■ GIVEN DATA ■
//! Owner CRUD for form widgets, plus their stored submissions.

use axum::extract::{Path, Query, State};
use axum::http::header::{CONTENT_DISPOSITION, CONTENT_TYPE};
use axum::http::StatusCode;
use axum::response::IntoResponse;
use axum::Json;
use serde::Deserialize;
use serde_json::{json, Map, Value};
use sqlx::PgConnection;
use widgetry_core::config_merge::{merge_patch, update_section, Patch};
use widgetry_core::csv_export::{export_file_name, submissions_to_csv};
use widgetry_core::error::CoreError;
use widgetry_core::notification::EmailNotificationConfig;
use widgetry_core::submission::PostSubmitAction;
use widgetry_core::types::PublicId;
use widgetry_core::widget_fields::parse_schema;
use widgetry_db::models::widget::{CreatePreFill, Widget, WidgetWrite};
use widgetry_db::repositories::{
    AdminBrandInfoRepo, EmailNotificationRepo, PreFillRepo, SubmissionRepo, WidgetRepo,
};

use crate::error::{AppError, AppResult};
use crate::middleware::auth::AuthUser;
use crate::response::DataResponse;
use crate::state::AppState;

/// Message for unknown or foreign widgets.
pub const WIDGET_NOT_FOUND: &str = "Widget not found.";

// ---------------------------------------------------------------------------
// Request types
// ---------------------------------------------------------------------------

/// Query parameters for `GET /widgets`.
#[derive(Debug, Deserialize)]
pub struct WidgetListParams {
    /// Case-insensitive exact match on `widget_type`.
    pub widget_type: Option<String>,
}

/// One pre-fill mapping: URL parameter `parameter_name` fills `field_id`.
#[derive(Debug, Deserialize)]
pub struct PreFillInput {
    pub field_id: String,
    pub parameter_name: String,
}

/// Create/update body. Every key is optional; see [`WidgetPayload::apply`].
#[derive(Debug, Default, Deserialize)]
#[serde(default)]
pub struct WidgetPayload {
    pub widget_type: Patch<String>,
    pub name: Patch<String>,
    pub title: Patch<String>,
    pub description: Patch<String>,
    pub html: Patch<String>,
    pub script: Patch<String>,
    pub widget_fields: Patch<Value>,
    pub redirect_url: Patch<String>,
    pub success_msg: Patch<String>,
    pub post_submit_action: Patch<PostSubmitAction>,
    pub spam_protection: Patch<bool>,
    pub font_family: Patch<String>,
    pub title_size: Patch<String>,
    pub text_size: Patch<String>,
    pub direction: Patch<String>,
    pub default_language: Patch<String>,
    pub is_email_notification: Patch<bool>,
    pub title_style: Patch<Value>,
    pub header: Patch<Value>,
    pub display_settings: Patch<Value>,
    pub submit_button: Patch<Value>,
    pub theme: Patch<Value>,
    pub footer: Patch<Value>,
    pub user_brand_info: Patch<Value>,
    pub email_notification: Patch<Value>,
    pub pre_fill: Option<Vec<PreFillInput>>,
}
//! Composition of the notification emails sent after submissions and
//! bookings.
//!
//! Messages are plain data; delivery happens in the task runner. The
//! platform always sends from its own configured address, so the widget
//! owner's identity travels as display name and reply-to.

use serde::{Deserialize, Serialize};

use crate::submission::ProcessedSubmission;

/// An outgoing plain-text email.
#[derive(Debug, Clone, PartialEq, Serialize, Deserialize)]
pub struct EmailMessage {
    pub subject: String,
    pub body: String,
    /// Display name placed in front of the platform sender address.
    pub from_name: Option<String>,
    pub reply_to: Option<String>,
    pub to: Vec<String>,
}

/// Per-widget email settings.
#[derive(Debug, Clone, Default, PartialEq, Serialize, Deserialize)]
#[serde(default)]
pub struct EmailNotificationConfig {
    /// Send `response_subject` / `response_message` to the submitter.
    pub auto_responder_email: bool,
    pub response_subject: String,
    pub response_message: String,
    pub sender_name: String,
    pub subject: String,
    pub message: String,
    /// Owner-side recipients.
    pub email: Vec<String>,
}

/// Auto-response to the submitter, when enabled and an email value exists.
pub fn auto_response(
    config: &EmailNotificationConfig,
    submission: &ProcessedSubmission,
    owner_email: &str,
) -> Option<EmailMessage> {
    if !config.auto_responder_email {
        return None;
    }
    let receiver = submission.email_receiver()?;
    Some(EmailMessage {
        subject: config.response_subject.clone(),
        body: config.response_message.clone(),
        from_name: None,
        reply_to: Some(owner_email.to_string()),
        to: vec![receiver.to_string()],
    })
}

/// Notification to the widget owner's recipients listing every value.
///
/// Returns `None` when no recipients are configured.
pub fn owner_notification(
    config: &EmailNotificationConfig,
    submission: &ProcessedSubmission,
) -> Option<EmailMessage> {
    if config.email.is_empty() {
        return None;
    }
    Some(EmailMessage {
        subject: config.subject.clone(),
        body: format!("{}\n{}", config.message, submission.summary()),
        from_name: non_empty(&config.sender_name),
        reply_to: None,
        to: config.email.clone(),
    })
}

/// "New appointment" notice for the appointment widget owner.
pub fn appointment_owner_notice(owner_email: &str) -> EmailMessage {
    EmailMessage {
        subject: "New Appointment Booked".to_string(),
        body: format!("Hi {owner_email},\n\nA new appointment has been booked."),
        from_name: None,
        reply_to: Some(owner_email.to_string()),
        to: vec![owner_email.to_string()],
    }
}

/// Booking confirmation for the client.
pub fn appointment_confirmation(
    business_name: &str,
    client_name: &str,
    service_name: &str,
    client_email: &str,
    owner_email: &str,
) -> EmailMessage {
    EmailMessage {
        subject: format!("Appointment Confirmation - {business_name}"),
        body: format!("Hi {client_name},\n\nYour appointment for {service_name} is confirmed!"),
        from_name: non_empty(business_name),
        reply_to: Some(owner_email.to_string()),
        to: vec![client_email.to_string()],
    }
}

fn non_empty(value: &str) -> Option<String> {
    let trimmed = value.trim();
    (!trimmed.is_empty()).then(|| trimmed.to_string())
}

■ ABOUT THIS TASK ■
Word for word, restate the lines above.

■ RESULT ■
//! Owner CRUD for form widgets, plus their stored submissions.

use axum::extract::{Path, Query, State};
use axum::http::header::{CONTENT_DISPOSITION, CONTENT_TYPE};
use axum::http::StatusCode;
use axum::response::IntoResponse;
use axum::Json;
use serde::Deserialize;
use serde_json::{json, Map, Value};
use sqlx::PgConnection;
use widgetry_core::config_merge::{merge_patch, update_section, Patch};
use widgetry_core::csv_export::{export_file_name, submissions_to_csv};
use widgetry_core::error::CoreError;
use widgetry_core::notification::EmailNotificationConfig;
use widgetry_core::submission::PostSubmitAction;
use widgetry_core::types::PublicId;
use widgetry_core::widget_fields::parse_schema;
use widgetry_db::models::widget::{CreatePreFill, Widget, WidgetWrite};
use widgetry_db::repositories::{
    AdminBrandInfoRepo, EmailNotificationRepo, PreFillRepo, SubmissionRepo, WidgetRepo,
};

use crate::error::{AppError, AppResult};
use crate::middleware::auth::AuthUser;
use crate::response::DataResponse;
use crate::state::AppState;

/// Message for unknown or foreign widgets.
pub const WIDGET_NOT_FOUND: &str = "Widget not found.";

// ---------------------------------------------------------------------------
// Request types
// ---------------------------------------------------------------------------

/// Query parameters for `GET /widgets`.
#[derive(Debug, Deserialize)]
pub struct WidgetListParams {
    /// Case-insensitive exact match on `widget_type`.
    pub widget_type: Option<String>,
}

/// One pre-fill mapping: URL parameter `parameter_name` fills `field_id`.
#[derive(Debug, Deserialize)]
pub struct PreFillInput {
    pub field_id: String,
    pub parameter_name: String,
}

/// Create/update body. Every key is optional; see [`WidgetPayload::apply`].
#[derive(Debug, Default, Deserialize)]
#[serde(default)]
pub struct WidgetPayload {
    pub widget_type: Patch<String>,
    pub name: Patch<String>,
    pub title: Patch<String>,
    pub description: Patch<String>,
    pub html: Patch<String>,
    pub script: Patch<String>,
    pub widget_fields: Patch<Value>,
    pub redirect_url: Patch<String>,
    pub success_msg: Patch<String>,
    pub post_submit_action: Patch<PostSubmitAction>,
    pub spam_protection: Patch<bool>,
    pub font_family: Patch<String>,
    pub title_size: Patch<String>,
    pub text_size: Patch<String>,
    pub direction: Patch<String>,
    pub default_language: Patch<String>,
    pub is_email_notification: Patch<bool>,
    pub title_style: Patch<Value>,
    pub header: Patch<Value>,
    pub display_settings: Patch<Value>,
    pub submit_button: Patch<Value>,
    pub theme: Patch<Value>,
    pub footer: Patch<Value>,
    pub user_brand_info: Patch<Value>,
    pub email_notification: Patch<Value>,
    pub pre_fill: Option<Vec<PreFillInput>>,
}
//! Composition of the notification emails sent after submissions and
//! bookings.
//!
//! Messages are plain data; delivery happens in the task runner. The
//! platform always sends from its own configured address, so the widget
//! owner's identity travels as display name and reply-to.

use serde::{Deserialize, Serialize};

use crate::submission::ProcessedSubmission;

/// An outgoing plain-text email.
#[derive(Debug, Clone, PartialEq, Serialize, Deserialize)]
pub struct EmailMessage {
    pub subject: String,
    pub body: String,
    /// Display name placed in front of the platform sender address.
    pub from_name: Option<String>,
    pub reply_to: Option<String>,
    pub to: Vec<String>,
}

/// Per-widget email settings.
#[derive(Debug, Clone, Default, PartialEq, Serialize, Deserialize)]
#[serde(default)]
pub struct EmailNotificationConfig {
    /// Send `response_subject` / `response_message` to the submitter.
    pub auto_responder_email: bool,
    pub response_subject: String,
    pub response_message: String,
    pub sender_name: String,
    pub subject: String,
    pub message: String,
    /// Owner-side recipients.
    pub email: Vec<String>,
}

/// Auto-response to the submitter, when enabled and an email value exists.
pub fn auto_response(
    config: &EmailNotificationConfig,
    submission: &ProcessedSubmission,
    owner_email: &str,
) -> Option<EmailMessage> {
    if !config.auto_responder_email {
        return None;
    }
    let receiver = submission.email_receiver()?;
    Some(EmailMessage {
        subject: config.response_subject.clone(),
        body: config.response_message.clone(),
        from_name: None,
        reply_to: Some(owner_email.to_string()),
        to: vec![receiver.to_string()],
    })
}

/// Notification to the widget owner's recipients listing every value.
///
/// Returns `None` when no recipients are configured.
pub fn owner_notification(
    config: &EmailNotificationConfig,
    submission: &ProcessedSubmission,
) -> Option<EmailMessage> {
    if config.email.is_empty() {
        return None;
    }
    Some(EmailMessage {
        subject: config.subject.clone(),
        body: format!("{}\n{}", config.message, submission.summary()),
        from_name: non_empty(&config.sender_name),
        reply_to: None,
        to: config.email.clone(),
    })
}

/// "New appointment" notice for the appointment widget owner.
pub fn appointment_owner_notice(owner_email: &str) -> EmailMessage {
    EmailMessage {
        subject: "New Appointment Booked".to_string(),
        body: format!("Hi {owner_email},\n\nA new appointment has been booked."),
        from_name: None,
        reply_to: Some(owner_email.to_string()),
        to: vec![owner_email.to_string()],
    }
}

/// Booking confirmation for the client.
pub fn appointment_confirmation(
    business_name: &str,
    client_name: &str,
    service_name: &str,
    client_email: &str,
    owner_email: &str,
) -> EmailMessage {
    EmailMessage {
        subject: format!("Appointment Confirmation - {business_name}"),
        body: format!("Hi {client_name},\n\nYour appointment for {service_name} is confirmed!"),
        from_name: non_empty(business_name),
        reply_to: Some(owner_email.to_string()),
        to: vec![client_email.to_string()],
    }
}

fn non_empty(value: &str) -> Option<String> {
    let trimmed = value.trim();
    (!trimmed.is_empty()).then(|| trimmed.to_string())
}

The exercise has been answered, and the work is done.